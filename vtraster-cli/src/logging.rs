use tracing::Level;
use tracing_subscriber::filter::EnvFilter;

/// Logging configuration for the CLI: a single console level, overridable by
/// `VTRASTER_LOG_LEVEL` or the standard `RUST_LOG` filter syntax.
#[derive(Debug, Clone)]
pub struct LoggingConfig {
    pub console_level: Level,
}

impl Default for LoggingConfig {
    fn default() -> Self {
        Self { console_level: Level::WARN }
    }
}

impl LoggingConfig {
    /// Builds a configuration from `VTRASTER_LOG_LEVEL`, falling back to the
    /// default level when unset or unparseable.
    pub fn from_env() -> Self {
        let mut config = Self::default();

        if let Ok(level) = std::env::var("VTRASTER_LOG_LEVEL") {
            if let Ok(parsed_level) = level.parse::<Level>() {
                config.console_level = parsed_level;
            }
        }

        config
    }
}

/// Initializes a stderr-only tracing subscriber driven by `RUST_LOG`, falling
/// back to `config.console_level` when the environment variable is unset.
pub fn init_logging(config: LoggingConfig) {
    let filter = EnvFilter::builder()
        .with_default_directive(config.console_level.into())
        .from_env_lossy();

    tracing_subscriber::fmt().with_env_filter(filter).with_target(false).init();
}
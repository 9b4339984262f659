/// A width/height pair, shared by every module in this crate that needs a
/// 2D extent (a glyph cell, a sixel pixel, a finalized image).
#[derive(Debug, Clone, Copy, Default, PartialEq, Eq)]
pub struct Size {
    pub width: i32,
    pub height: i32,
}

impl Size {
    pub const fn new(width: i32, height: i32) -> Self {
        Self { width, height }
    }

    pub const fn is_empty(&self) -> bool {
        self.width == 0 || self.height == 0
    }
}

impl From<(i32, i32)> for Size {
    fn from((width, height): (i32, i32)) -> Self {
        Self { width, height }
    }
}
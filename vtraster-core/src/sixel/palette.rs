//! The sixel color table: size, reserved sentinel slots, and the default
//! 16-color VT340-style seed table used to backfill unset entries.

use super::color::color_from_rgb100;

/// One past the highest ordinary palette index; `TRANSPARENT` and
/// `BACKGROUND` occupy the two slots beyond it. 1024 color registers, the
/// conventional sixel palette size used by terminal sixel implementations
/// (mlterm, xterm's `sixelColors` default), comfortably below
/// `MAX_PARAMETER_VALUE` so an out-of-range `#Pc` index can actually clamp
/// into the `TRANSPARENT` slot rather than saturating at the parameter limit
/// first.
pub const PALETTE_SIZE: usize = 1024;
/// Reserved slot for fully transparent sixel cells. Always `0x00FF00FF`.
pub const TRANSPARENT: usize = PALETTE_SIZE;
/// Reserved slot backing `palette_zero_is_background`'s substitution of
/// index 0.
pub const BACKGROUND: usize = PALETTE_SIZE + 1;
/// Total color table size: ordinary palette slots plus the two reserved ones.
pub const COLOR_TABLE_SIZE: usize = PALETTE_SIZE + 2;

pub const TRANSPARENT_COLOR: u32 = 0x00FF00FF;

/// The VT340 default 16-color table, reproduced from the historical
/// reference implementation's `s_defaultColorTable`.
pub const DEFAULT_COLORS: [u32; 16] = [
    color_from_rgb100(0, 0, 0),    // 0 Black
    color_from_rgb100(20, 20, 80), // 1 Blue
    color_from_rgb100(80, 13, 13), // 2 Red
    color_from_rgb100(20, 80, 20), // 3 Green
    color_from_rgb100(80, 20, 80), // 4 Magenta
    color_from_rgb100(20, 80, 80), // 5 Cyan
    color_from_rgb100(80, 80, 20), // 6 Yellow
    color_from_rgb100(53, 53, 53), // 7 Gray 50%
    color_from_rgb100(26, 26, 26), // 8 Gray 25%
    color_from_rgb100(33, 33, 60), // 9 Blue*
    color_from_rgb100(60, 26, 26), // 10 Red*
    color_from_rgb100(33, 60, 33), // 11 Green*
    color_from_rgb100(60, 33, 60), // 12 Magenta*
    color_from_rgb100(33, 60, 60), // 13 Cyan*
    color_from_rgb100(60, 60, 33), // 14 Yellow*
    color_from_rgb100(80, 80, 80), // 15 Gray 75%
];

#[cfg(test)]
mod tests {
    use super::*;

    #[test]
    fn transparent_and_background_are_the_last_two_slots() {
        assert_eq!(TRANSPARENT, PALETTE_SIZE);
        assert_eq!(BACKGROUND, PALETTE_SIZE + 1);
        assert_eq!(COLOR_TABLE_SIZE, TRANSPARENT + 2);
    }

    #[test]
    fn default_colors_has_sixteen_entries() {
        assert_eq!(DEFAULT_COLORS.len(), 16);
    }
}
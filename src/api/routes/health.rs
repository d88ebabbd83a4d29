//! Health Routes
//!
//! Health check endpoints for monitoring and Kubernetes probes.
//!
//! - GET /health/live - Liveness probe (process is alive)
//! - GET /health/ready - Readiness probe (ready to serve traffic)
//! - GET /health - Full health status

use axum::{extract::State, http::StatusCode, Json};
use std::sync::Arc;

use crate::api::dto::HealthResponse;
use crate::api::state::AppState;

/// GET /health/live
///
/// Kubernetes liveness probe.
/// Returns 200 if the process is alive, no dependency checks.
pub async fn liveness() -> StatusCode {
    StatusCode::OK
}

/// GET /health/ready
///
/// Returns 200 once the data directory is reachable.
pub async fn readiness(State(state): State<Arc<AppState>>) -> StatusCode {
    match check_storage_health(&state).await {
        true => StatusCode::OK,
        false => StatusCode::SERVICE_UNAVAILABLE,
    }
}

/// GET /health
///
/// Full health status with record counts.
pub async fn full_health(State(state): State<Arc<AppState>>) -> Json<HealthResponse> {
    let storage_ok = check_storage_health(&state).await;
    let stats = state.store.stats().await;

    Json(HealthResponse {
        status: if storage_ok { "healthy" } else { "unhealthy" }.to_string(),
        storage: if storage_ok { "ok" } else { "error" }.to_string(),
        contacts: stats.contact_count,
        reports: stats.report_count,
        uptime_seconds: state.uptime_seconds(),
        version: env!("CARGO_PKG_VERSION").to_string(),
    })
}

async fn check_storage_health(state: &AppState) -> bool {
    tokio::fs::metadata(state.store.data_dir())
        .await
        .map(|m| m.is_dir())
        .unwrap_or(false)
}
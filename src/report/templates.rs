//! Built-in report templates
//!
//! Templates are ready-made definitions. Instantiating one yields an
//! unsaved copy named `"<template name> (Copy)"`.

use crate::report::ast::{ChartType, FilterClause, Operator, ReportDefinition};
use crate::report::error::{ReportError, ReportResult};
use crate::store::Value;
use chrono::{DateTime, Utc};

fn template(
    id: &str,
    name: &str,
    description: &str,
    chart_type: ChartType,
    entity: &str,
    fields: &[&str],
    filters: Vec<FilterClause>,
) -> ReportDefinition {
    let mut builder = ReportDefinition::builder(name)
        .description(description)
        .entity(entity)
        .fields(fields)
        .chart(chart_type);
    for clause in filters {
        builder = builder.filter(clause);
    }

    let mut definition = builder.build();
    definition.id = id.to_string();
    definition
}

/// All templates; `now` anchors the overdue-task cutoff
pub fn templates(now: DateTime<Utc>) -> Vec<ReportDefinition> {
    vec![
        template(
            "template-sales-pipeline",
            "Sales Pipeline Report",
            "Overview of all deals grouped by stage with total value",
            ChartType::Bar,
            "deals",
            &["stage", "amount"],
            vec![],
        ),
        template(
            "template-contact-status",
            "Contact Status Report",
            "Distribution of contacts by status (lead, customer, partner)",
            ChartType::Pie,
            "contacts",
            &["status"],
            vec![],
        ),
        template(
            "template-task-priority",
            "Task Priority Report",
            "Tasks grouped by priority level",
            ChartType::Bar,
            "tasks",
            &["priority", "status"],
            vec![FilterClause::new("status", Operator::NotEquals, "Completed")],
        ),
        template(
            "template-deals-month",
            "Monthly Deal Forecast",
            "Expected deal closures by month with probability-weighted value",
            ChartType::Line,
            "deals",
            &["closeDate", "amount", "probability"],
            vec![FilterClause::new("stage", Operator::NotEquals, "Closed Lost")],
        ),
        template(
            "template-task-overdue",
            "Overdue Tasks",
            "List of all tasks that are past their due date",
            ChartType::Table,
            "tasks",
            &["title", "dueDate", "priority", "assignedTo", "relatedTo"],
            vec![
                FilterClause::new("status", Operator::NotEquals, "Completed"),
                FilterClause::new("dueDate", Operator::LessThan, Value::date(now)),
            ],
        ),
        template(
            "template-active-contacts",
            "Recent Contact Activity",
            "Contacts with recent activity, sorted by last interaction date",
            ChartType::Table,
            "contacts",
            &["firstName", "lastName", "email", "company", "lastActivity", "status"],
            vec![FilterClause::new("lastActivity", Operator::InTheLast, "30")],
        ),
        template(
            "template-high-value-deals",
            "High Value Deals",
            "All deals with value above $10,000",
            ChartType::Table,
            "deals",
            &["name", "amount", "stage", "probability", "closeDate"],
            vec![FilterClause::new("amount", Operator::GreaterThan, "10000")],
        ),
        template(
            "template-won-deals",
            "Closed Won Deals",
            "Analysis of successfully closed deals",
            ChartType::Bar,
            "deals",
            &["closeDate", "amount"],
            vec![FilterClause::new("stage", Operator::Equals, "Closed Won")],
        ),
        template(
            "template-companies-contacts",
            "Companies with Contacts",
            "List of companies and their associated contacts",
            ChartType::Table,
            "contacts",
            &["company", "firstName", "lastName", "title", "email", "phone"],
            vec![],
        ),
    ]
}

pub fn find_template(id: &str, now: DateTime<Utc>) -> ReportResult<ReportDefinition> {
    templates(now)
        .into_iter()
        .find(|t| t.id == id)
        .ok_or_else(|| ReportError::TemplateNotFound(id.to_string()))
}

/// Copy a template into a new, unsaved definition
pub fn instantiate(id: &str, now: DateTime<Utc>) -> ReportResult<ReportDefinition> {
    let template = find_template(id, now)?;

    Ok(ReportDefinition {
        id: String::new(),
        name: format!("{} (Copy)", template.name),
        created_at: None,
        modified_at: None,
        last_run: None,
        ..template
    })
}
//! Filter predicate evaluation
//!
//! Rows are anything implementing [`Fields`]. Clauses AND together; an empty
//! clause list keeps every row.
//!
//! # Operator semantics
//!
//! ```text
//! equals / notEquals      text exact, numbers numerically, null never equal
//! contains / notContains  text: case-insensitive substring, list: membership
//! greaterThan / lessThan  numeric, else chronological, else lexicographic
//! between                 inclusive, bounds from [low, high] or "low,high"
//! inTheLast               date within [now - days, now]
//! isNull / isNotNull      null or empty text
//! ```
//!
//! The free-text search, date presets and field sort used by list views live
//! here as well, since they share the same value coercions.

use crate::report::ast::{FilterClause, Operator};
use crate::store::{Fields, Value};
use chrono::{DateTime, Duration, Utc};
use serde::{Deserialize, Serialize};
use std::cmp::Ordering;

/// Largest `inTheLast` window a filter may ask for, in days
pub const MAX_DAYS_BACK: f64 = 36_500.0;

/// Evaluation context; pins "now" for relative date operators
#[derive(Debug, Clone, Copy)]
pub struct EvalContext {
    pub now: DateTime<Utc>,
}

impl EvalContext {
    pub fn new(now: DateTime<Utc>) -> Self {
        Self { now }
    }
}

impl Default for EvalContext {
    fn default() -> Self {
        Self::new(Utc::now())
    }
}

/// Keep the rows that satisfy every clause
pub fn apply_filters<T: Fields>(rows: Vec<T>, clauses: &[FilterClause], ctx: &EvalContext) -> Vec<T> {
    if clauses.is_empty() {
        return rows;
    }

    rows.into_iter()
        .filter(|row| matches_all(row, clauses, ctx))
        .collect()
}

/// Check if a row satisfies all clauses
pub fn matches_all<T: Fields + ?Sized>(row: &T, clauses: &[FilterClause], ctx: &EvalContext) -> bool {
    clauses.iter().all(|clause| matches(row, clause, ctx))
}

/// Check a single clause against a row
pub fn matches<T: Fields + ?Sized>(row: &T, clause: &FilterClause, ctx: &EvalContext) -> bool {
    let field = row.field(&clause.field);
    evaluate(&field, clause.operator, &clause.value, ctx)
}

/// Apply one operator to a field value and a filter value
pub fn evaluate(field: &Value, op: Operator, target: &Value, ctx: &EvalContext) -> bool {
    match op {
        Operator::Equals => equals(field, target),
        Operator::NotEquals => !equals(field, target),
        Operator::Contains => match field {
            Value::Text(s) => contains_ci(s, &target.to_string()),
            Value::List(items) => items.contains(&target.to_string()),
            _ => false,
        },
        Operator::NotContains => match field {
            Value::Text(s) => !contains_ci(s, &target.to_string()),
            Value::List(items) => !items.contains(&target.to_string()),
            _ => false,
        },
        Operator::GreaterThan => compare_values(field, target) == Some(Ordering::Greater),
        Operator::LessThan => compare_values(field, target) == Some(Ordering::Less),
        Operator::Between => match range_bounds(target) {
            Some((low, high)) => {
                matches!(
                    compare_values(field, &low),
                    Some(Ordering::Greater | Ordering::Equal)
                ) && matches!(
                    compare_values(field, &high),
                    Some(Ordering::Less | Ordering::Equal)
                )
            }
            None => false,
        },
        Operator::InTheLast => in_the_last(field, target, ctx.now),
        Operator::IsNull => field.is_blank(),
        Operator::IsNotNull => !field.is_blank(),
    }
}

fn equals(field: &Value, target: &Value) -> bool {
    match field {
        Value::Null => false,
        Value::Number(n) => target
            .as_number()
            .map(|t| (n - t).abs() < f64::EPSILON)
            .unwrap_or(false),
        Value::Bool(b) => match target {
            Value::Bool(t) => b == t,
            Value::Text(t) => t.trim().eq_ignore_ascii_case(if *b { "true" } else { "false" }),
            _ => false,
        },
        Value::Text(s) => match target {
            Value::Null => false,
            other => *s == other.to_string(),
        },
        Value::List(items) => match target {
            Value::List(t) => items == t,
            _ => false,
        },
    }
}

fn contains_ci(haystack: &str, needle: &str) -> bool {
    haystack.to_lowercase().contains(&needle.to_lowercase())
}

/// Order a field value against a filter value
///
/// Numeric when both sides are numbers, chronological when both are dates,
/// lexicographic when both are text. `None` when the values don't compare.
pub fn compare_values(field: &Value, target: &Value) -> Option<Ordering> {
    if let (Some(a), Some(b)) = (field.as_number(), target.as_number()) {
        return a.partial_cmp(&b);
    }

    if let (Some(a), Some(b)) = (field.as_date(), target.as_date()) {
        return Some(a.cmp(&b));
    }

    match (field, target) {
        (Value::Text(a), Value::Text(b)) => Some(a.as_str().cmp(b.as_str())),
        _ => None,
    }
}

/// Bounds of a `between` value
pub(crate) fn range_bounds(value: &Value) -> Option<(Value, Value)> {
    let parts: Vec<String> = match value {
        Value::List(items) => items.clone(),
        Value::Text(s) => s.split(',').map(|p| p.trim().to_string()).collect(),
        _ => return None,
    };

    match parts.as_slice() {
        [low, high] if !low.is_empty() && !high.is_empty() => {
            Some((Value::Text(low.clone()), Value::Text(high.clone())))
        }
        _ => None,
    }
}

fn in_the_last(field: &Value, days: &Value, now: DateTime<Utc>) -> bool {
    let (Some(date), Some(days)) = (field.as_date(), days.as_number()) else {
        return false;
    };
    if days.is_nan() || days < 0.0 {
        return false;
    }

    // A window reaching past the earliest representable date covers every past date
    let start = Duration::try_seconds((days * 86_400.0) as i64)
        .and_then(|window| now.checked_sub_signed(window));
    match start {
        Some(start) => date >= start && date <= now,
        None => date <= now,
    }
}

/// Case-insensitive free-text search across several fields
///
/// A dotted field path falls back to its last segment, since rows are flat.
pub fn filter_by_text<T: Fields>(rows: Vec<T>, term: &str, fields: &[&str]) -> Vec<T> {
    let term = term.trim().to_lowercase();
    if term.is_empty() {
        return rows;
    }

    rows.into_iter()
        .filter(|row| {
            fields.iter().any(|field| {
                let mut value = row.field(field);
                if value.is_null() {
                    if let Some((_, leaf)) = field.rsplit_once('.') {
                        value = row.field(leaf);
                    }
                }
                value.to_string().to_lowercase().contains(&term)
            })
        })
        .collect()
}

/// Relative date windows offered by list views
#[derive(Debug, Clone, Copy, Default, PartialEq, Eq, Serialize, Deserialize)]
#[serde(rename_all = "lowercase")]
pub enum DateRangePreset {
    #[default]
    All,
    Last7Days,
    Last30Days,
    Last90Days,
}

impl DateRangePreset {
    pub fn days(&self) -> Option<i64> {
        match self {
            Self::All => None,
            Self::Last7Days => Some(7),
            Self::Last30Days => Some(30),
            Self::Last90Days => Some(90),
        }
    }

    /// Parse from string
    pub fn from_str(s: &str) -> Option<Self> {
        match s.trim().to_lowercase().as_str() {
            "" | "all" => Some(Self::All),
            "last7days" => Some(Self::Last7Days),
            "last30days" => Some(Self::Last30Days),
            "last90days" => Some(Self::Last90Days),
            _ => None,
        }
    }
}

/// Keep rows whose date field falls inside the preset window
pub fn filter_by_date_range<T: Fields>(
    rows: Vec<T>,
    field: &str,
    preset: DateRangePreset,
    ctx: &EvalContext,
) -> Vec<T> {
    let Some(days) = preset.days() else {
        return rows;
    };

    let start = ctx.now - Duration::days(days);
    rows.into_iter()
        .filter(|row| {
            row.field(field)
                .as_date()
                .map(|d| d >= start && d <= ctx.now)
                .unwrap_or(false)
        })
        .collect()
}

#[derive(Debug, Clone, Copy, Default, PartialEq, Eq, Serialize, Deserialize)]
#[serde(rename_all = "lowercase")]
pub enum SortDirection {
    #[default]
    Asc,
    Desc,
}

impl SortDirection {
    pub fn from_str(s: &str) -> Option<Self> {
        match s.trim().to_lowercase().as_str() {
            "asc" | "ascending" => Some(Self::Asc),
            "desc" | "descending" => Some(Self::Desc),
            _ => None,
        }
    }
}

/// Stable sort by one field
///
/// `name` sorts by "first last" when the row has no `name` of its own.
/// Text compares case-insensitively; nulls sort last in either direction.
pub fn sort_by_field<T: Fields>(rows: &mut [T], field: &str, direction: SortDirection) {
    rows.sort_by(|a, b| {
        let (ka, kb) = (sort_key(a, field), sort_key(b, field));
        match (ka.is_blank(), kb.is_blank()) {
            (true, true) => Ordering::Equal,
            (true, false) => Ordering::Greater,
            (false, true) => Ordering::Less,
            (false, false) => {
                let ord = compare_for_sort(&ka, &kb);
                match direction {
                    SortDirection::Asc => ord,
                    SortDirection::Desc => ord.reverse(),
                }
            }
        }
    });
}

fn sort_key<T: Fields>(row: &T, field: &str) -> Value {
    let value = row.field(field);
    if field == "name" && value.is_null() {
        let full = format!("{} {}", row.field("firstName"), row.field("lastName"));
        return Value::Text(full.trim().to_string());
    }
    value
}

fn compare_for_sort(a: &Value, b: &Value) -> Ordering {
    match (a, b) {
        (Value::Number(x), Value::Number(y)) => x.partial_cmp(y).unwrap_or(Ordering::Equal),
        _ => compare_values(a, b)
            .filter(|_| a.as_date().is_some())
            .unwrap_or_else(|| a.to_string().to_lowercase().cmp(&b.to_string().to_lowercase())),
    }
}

:: Problem to solve ::
The lines holding the word "past" are the answer. Pull them out of the records and copy them.

:: Response ::
/// One past the highest ordinary palette index; `TRANSPARENT` and
            "List of all tasks that are past their due date",
    // A window reaching past the earliest representable date covers every past date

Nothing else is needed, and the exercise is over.